[Collected data]
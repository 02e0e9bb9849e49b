//! Money type for representing currency amounts
//!
//! Amounts are stored in cents (i64), so sums of transactions are exact and
//! category totals always add up to the overall total.

use serde::{Deserialize, Serialize};
use std::fmt;
use std::ops::{Add, AddAssign, Sub};

/// A monetary amount stored as cents (hundredths of the currency unit)
#[derive(Debug, Clone, Copy, PartialEq, Eq, PartialOrd, Ord, Hash, Serialize, Deserialize)]
#[serde(transparent)]
pub struct Money(i64);

impl Money {
    /// Largest amount accepted for a single record (one trillion units)
    pub const MAX_AMOUNT: Money = Money(1_000_000_000_000 * 100);

    /// Create a Money amount from cents
    ///
    /// # Examples
    /// ```
    /// use spendtrack::models::Money;
    /// let amount = Money::from_cents(1050); // $10.50
    /// assert_eq!(amount.to_string(), "$10.50");
    /// ```
    pub const fn from_cents(cents: i64) -> Self {
        Self(cents)
    }

    /// Create a Money amount from whole currency units
    pub const fn from_dollars(dollars: i64) -> Self {
        Self(dollars * 100)
    }

    /// Create a zero Money amount
    pub const fn zero() -> Self {
        Self(0)
    }

    /// Get the amount in cents
    pub const fn cents(&self) -> i64 {
        self.0
    }

    /// Get the whole dollars portion (truncated toward zero)
    pub const fn dollars(&self) -> i64 {
        self.0 / 100
    }

    /// Get the cents portion (0-99)
    pub const fn cents_part(&self) -> i64 {
        (self.0 % 100).abs()
    }

    pub const fn is_zero(&self) -> bool {
        self.0 == 0
    }

    pub const fn is_positive(&self) -> bool {
        self.0 > 0
    }

    pub const fn is_negative(&self) -> bool {
        self.0 < 0
    }

    /// The amount as a floating point number of currency units
    pub fn as_f64(&self) -> f64 {
        self.0 as f64 / 100.0
    }

    /// Subtract, flooring the result at zero
    pub fn saturating_remaining(self, spent: Money) -> Money {
        Money(self.0.saturating_sub(spent.0).max(0))
    }

    /// Parse a money amount from a string
    ///
    /// Accepts `"10.50"`, `"$10.50"`, `"10"`, `"10.5"`, `".5"` and a leading
    /// minus sign. Digits past the second decimal place are truncated.
    pub fn parse(s: &str) -> Result<Self, MoneyParseError> {
        let input = s.trim();
        let invalid = || MoneyParseError::InvalidFormat(input.to_string());

        let (negative, rest) = match input.strip_prefix('-') {
            Some(stripped) => (true, stripped),
            None => (false, input),
        };
        let rest = rest.strip_prefix('$').unwrap_or(rest);

        let (whole, fraction) = match rest.split_once('.') {
            Some((whole, fraction)) => (whole, fraction),
            None => (rest, ""),
        };

        if whole.is_empty() && fraction.is_empty() {
            return Err(invalid());
        }
        if !whole.chars().all(|c| c.is_ascii_digit())
            || !fraction.chars().all(|c| c.is_ascii_digit())
        {
            return Err(invalid());
        }

        let dollars: i64 = if whole.is_empty() {
            0
        } else {
            whole.parse().map_err(|_| invalid())?
        };

        let cents: i64 = match fraction.len() {
            0 => 0,
            1 => fraction.parse::<i64>().map_err(|_| invalid())? * 10,
            _ => fraction[..2].parse().map_err(|_| invalid())?,
        };

        let total = dollars
            .checked_mul(100)
            .and_then(|d| d.checked_add(cents))
            .ok_or_else(invalid)?;

        Ok(Self(if negative { -total } else { total }))
    }

    /// Format with a currency symbol
    pub fn format_with_symbol(&self, symbol: &str) -> String {
        if self.is_negative() {
            format!("-{}{}.{:02}", symbol, self.dollars().abs(), self.cents_part())
        } else {
            format!("{}{}.{:02}", symbol, self.dollars(), self.cents_part())
        }
    }
}

impl Default for Money {
    fn default() -> Self {
        Self::zero()
    }
}

impl fmt::Display for Money {
    fn fmt(&self, f: &mut fmt::Formatter<'_>) -> fmt::Result {
        write!(f, "{}", self.format_with_symbol("$"))
    }
}

impl Add for Money {
    type Output = Self;

    fn add(self, other: Self) -> Self {
        Self(self.0.saturating_add(other.0))
    }
}

impl AddAssign for Money {
    fn add_assign(&mut self, other: Self) {
        self.0 = self.0.saturating_add(other.0);
    }
}

impl Sub for Money {
    type Output = Self;

    fn sub(self, other: Self) -> Self {
        Self(self.0.saturating_sub(other.0))
    }
}

impl std::iter::Sum for Money {
    fn sum<I: Iterator<Item = Self>>(iter: I) -> Self {
        iter.fold(Money::zero(), |acc, m| acc + m)
    }
}

impl<'a> std::iter::Sum<&'a Money> for Money {
    fn sum<I: Iterator<Item = &'a Money>>(iter: I) -> Self {
        iter.fold(Money::zero(), |acc, m| acc + *m)
    }
}

/// Error type for money parsing
#[derive(Debug, Clone, PartialEq, Eq)]
pub enum MoneyParseError {
    InvalidFormat(String),
}

impl fmt::Display for MoneyParseError {
    fn fmt(&self, f: &mut fmt::Formatter<'_>) -> fmt::Result {
        match self {
            MoneyParseError::InvalidFormat(s) => write!(f, "Invalid money format: {}", s),
        }
    }
}

impl std::error::Error for MoneyParseError {}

__Your assignment__:
Could you repeat exactly the lines above from the line with "pub const fn is_positive(&self)" up to and including the line with "and a leading", and only those?

__Answer to this problem__:
    pub const fn is_positive(&self) -> bool {
        self.0 > 0
    }

    pub const fn is_negative(&self) -> bool {
        self.0 < 0
    }

    /// The amount as a floating point number of currency units
    pub fn as_f64(&self) -> f64 {
        self.0 as f64 / 100.0
    }

    /// Subtract, flooring the result at zero
    pub fn saturating_remaining(self, spent: Money) -> Money {
        Money(self.0.saturating_sub(spent.0).max(0))
    }

    /// Parse a money amount from a string
    ///
    /// Accepts `"10.50"`, `"$10.50"`, `"10"`, `"10.5"`, `".5"` and a leading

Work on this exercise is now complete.